— Goal of the exercise —
Search the records for the string "CameraHandle" and copy every line in which it appears.

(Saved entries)
- - - - - - -
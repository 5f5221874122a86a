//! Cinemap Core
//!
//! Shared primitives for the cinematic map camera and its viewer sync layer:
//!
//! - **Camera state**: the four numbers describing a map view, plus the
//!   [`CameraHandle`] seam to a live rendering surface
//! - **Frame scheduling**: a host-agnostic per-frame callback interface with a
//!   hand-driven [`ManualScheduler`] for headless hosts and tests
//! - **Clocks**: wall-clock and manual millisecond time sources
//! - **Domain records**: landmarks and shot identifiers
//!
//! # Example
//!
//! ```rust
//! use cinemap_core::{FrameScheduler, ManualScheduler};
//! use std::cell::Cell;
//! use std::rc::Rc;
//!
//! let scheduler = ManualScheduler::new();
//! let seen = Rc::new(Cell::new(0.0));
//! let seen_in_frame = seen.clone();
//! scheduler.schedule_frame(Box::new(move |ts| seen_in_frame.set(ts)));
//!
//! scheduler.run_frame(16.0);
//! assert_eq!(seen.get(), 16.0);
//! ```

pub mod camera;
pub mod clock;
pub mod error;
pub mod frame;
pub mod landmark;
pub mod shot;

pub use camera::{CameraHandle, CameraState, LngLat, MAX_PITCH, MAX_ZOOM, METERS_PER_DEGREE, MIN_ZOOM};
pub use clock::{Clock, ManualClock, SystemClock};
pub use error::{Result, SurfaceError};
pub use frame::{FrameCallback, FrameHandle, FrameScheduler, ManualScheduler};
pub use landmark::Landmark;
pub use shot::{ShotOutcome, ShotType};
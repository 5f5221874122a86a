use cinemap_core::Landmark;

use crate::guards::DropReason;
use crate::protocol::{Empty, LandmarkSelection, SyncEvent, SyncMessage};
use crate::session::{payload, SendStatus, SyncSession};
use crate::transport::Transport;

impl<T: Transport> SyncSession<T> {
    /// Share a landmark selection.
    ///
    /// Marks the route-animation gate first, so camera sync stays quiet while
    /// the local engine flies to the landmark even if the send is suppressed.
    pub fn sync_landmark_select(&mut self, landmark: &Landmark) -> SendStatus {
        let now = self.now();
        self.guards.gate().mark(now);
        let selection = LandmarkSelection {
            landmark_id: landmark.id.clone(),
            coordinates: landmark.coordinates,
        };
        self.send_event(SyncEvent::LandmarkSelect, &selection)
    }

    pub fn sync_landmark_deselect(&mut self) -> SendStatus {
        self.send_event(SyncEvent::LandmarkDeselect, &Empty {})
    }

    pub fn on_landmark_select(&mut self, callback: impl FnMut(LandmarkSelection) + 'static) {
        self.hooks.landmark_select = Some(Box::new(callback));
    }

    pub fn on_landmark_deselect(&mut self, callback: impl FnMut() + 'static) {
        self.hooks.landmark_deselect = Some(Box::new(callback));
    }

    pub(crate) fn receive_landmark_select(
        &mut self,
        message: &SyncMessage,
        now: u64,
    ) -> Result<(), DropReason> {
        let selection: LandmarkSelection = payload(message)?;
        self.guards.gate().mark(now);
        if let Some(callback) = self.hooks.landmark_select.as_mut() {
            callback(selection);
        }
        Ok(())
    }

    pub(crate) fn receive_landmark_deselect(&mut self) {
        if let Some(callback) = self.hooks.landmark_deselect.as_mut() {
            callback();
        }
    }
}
- - - - - - -
— Answer to this problem —
//!   [`CameraHandle`] seam to a live rendering surface
pub use camera::{CameraHandle, CameraState, LngLat, MAX_PITCH, MAX_ZOOM, METERS_PER_DEGREE, MIN_ZOOM};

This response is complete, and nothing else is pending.